**Dataset items**
++++++++++++++++++++

//! Retry policy and backoff arithmetic.
//!
//! Backoff is a pure function of the strategy and the attempt number. The
//! jitter variant derives its spread from the attempt alone, so a recorded
//! run replays with identical timing decisions.

use serde::{Deserialize, Serialize};
use std::fmt;
use std::time::Duration;

use crate::agent::AgentError;

const BASE: Duration = Duration::from_millis(100);

/// Wait-time growth between attempts.
#[derive(Debug, Clone, Copy, Default, PartialEq, Eq, Serialize, Deserialize)]
#[serde(rename_all = "snake_case")]
pub enum BackoffStrategy {
    #[default]
    Linear,
    Exponential,
    ExponentialJitter,
}

impl fmt::Display for BackoffStrategy {
    fn fmt(&self, f: &mut fmt::Formatter<'_>) -> fmt::Result {
        match self {
            BackoffStrategy::Linear => write!(f, "linear"),
            BackoffStrategy::Exponential => write!(f, "exponential"),
            BackoffStrategy::ExponentialJitter => write!(f, "exponential_jitter"),
        }
    }
}

/// Per-node retry configuration.
#[derive(Debug, Clone, Default, PartialEq, Eq)]
pub struct RetryPolicy {
    /// Total attempts including the first; values below 1 normalize to 1.
    pub max_attempts: u32,
    pub backoff: BackoffStrategy,
    /// Error display strings eligible for retry. Empty means every error
    /// is retryable.
    pub retryable_errors: Vec<String>,
}

impl RetryPolicy {
    pub fn new(max_attempts: u32) -> Self {
        Self {
            max_attempts,
            ..Self::default()
        }
    }

    pub fn with_backoff(mut self, backoff: BackoffStrategy) -> Self {
        self.backoff = backoff;
        self
    }

    pub fn with_retryable_error(mut self, message: impl Into<String>) -> Self {
        self.retryable_errors.push(message.into());
        self
    }

    pub(crate) fn normalized(mut self) -> Self {
        if self.max_attempts < 1 {
            self.max_attempts = 1;
        }
        self
    }

    /// Whether `error` is eligible for another attempt under this policy.
    pub fn is_retryable(&self, error: &AgentError) -> bool {
        self.retryable_errors.is_empty()
            || self
                .retryable_errors
                .iter()
                .any(|candidate| candidate == &error.to_string())
    }
}

/// Sleep interval before the attempt that follows `attempt` (1-based).
pub fn backoff_duration(strategy: BackoffStrategy, attempt: u32) -> Duration {
    let attempt = attempt.max(1);
    match strategy {
        BackoffStrategy::Linear => BASE * attempt,
        BackoffStrategy::Exponential => BASE * exponential_factor(attempt),
        BackoffStrategy::ExponentialJitter => {
            let jitter = Duration::from_millis(u64::from(attempt) * 37 % 100);
            BASE * exponential_factor(attempt) + jitter
        }
    }
}

// Caps the shift so a misconfigured max_attempts cannot overflow.
fn exponential_factor(attempt: u32) -> u32 {
    1u32 << (attempt - 1).min(16)
}

#[cfg(test)]
mod tests {
    use super::*;

    #[test]
    fn linear_grows_with_attempt() {
        assert_eq!(
            backoff_duration(BackoffStrategy::Linear, 1),
            Duration::from_millis(100)
        );
        assert_eq!(
            backoff_duration(BackoffStrategy::Linear, 3),
            Duration::from_millis(300)
        );
    }

    #[test]
    fn exponential_doubles() {
        assert_eq!(
            backoff_duration(BackoffStrategy::Exponential, 1),
            Duration::from_millis(100)
        );
        assert_eq!(
            backoff_duration(BackoffStrategy::Exponential, 4),
            Duration::from_millis(800)
        );
    }

    #[test]
    fn jitter_is_deterministic() {
        // 2^(3-1) * 100ms + (3*37 % 100)ms = 400ms + 11ms
        let first = backoff_duration(BackoffStrategy::ExponentialJitter, 3);
        assert_eq!(first, Duration::from_millis(411));
        assert_eq!(backoff_duration(BackoffStrategy::ExponentialJitter, 3), first);
    }

    #[test]
    fn empty_filter_retries_everything() {
        let policy = RetryPolicy::new(3);
        assert!(policy.is_retryable(&AgentError::Timeout));
        assert!(policy.is_retryable(&AgentError::failure("boom")));
    }

    #[test]
    fn filter_matches_on_display_string() {
        let policy = RetryPolicy::new(3).with_retryable_error("agent timeout");
        assert!(policy.is_retryable(&AgentError::Timeout));
        assert!(!policy.is_retryable(&AgentError::failure("boom")));
    }

    #[test]
    fn normalization_clamps_attempts() {
        assert_eq!(RetryPolicy::new(0).normalized().max_attempts, 1);
        assert_eq!(RetryPolicy::new(5).normalized().max_attempts, 5);
    }
}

++++++++++++++++++++

**YOUR OBJECTIVE**
Give the entries again in full, with nothing changed.

**RESPONSE TO THE EXERCISE**
//! Retry policy and backoff arithmetic.
//!
//! Backoff is a pure function of the strategy and the attempt number. The
//! jitter variant derives its spread from the attempt alone, so a recorded
//! run replays with identical timing decisions.

use serde::{Deserialize, Serialize};
use std::fmt;
use std::time::Duration;

use crate::agent::AgentError;

const BASE: Duration = Duration::from_millis(100);

/// Wait-time growth between attempts.
#[derive(Debug, Clone, Copy, Default, PartialEq, Eq, Serialize, Deserialize)]
#[serde(rename_all = "snake_case")]
pub enum BackoffStrategy {
    #[default]
    Linear,
    Exponential,
    ExponentialJitter,
}

impl fmt::Display for BackoffStrategy {
    fn fmt(&self, f: &mut fmt::Formatter<'_>) -> fmt::Result {
        match self {
            BackoffStrategy::Linear => write!(f, "linear"),
            BackoffStrategy::Exponential => write!(f, "exponential"),
            BackoffStrategy::ExponentialJitter => write!(f, "exponential_jitter"),
        }
    }
}

/// Per-node retry configuration.
#[derive(Debug, Clone, Default, PartialEq, Eq)]
pub struct RetryPolicy {
    /// Total attempts including the first; values below 1 normalize to 1.
    pub max_attempts: u32,
    pub backoff: BackoffStrategy,
    /// Error display strings eligible for retry. Empty means every error
    /// is retryable.
    pub retryable_errors: Vec<String>,
}

impl RetryPolicy {
    pub fn new(max_attempts: u32) -> Self {
        Self {
            max_attempts,
            ..Self::default()
        }
    }

    pub fn with_backoff(mut self, backoff: BackoffStrategy) -> Self {
        self.backoff = backoff;
        self
    }

    pub fn with_retryable_error(mut self, message: impl Into<String>) -> Self {
        self.retryable_errors.push(message.into());
        self
    }

    pub(crate) fn normalized(mut self) -> Self {
        if self.max_attempts < 1 {
            self.max_attempts = 1;
        }
        self
    }

    /// Whether `error` is eligible for another attempt under this policy.
    pub fn is_retryable(&self, error: &AgentError) -> bool {
        self.retryable_errors.is_empty()
            || self
                .retryable_errors
                .iter()
                .any(|candidate| candidate == &error.to_string())
    }
}

/// Sleep interval before the attempt that follows `attempt` (1-based).
pub fn backoff_duration(strategy: BackoffStrategy, attempt: u32) -> Duration {
    let attempt = attempt.max(1);
    match strategy {
        BackoffStrategy::Linear => BASE * attempt,
        BackoffStrategy::Exponential => BASE * exponential_factor(attempt),
        BackoffStrategy::ExponentialJitter => {
            let jitter = Duration::from_millis(u64::from(attempt) * 37 % 100);
            BASE * exponential_factor(attempt) + jitter
        }
    }
}

// Caps the shift so a misconfigured max_attempts cannot overflow.
fn exponential_factor(attempt: u32) -> u32 {
    1u32 << (attempt - 1).min(16)
}

#[cfg(test)]
mod tests {
    use super::*;

    #[test]
    fn linear_grows_with_attempt() {
        assert_eq!(
            backoff_duration(BackoffStrategy::Linear, 1),
            Duration::from_millis(100)
        );
        assert_eq!(
            backoff_duration(BackoffStrategy::Linear, 3),
            Duration::from_millis(300)
        );
    }

    #[test]
    fn exponential_doubles() {
        assert_eq!(
            backoff_duration(BackoffStrategy::Exponential, 1),
            Duration::from_millis(100)
        );
        assert_eq!(
            backoff_duration(BackoffStrategy::Exponential, 4),
            Duration::from_millis(800)
        );
    }

    #[test]
    fn jitter_is_deterministic() {
        // 2^(3-1) * 100ms + (3*37 % 100)ms = 400ms + 11ms
        let first = backoff_duration(BackoffStrategy::ExponentialJitter, 3);
        assert_eq!(first, Duration::from_millis(411));
        assert_eq!(backoff_duration(BackoffStrategy::ExponentialJitter, 3), first);
    }

    #[test]
    fn empty_filter_retries_everything() {
        let policy = RetryPolicy::new(3);
        assert!(policy.is_retryable(&AgentError::Timeout));
        assert!(policy.is_retryable(&AgentError::failure("boom")));
    }

    #[test]
    fn filter_matches_on_display_string() {
        let policy = RetryPolicy::new(3).with_retryable_error("agent timeout");
        assert!(policy.is_retryable(&AgentError::Timeout));
        assert!(!policy.is_retryable(&AgentError::failure("boom")));
    }

    #[test]
    fn normalization_clamps_attempts() {
        assert_eq!(RetryPolicy::new(0).normalized().max_attempts, 1);
        assert_eq!(RetryPolicy::new(5).normalized().max_attempts, 5);
    }
}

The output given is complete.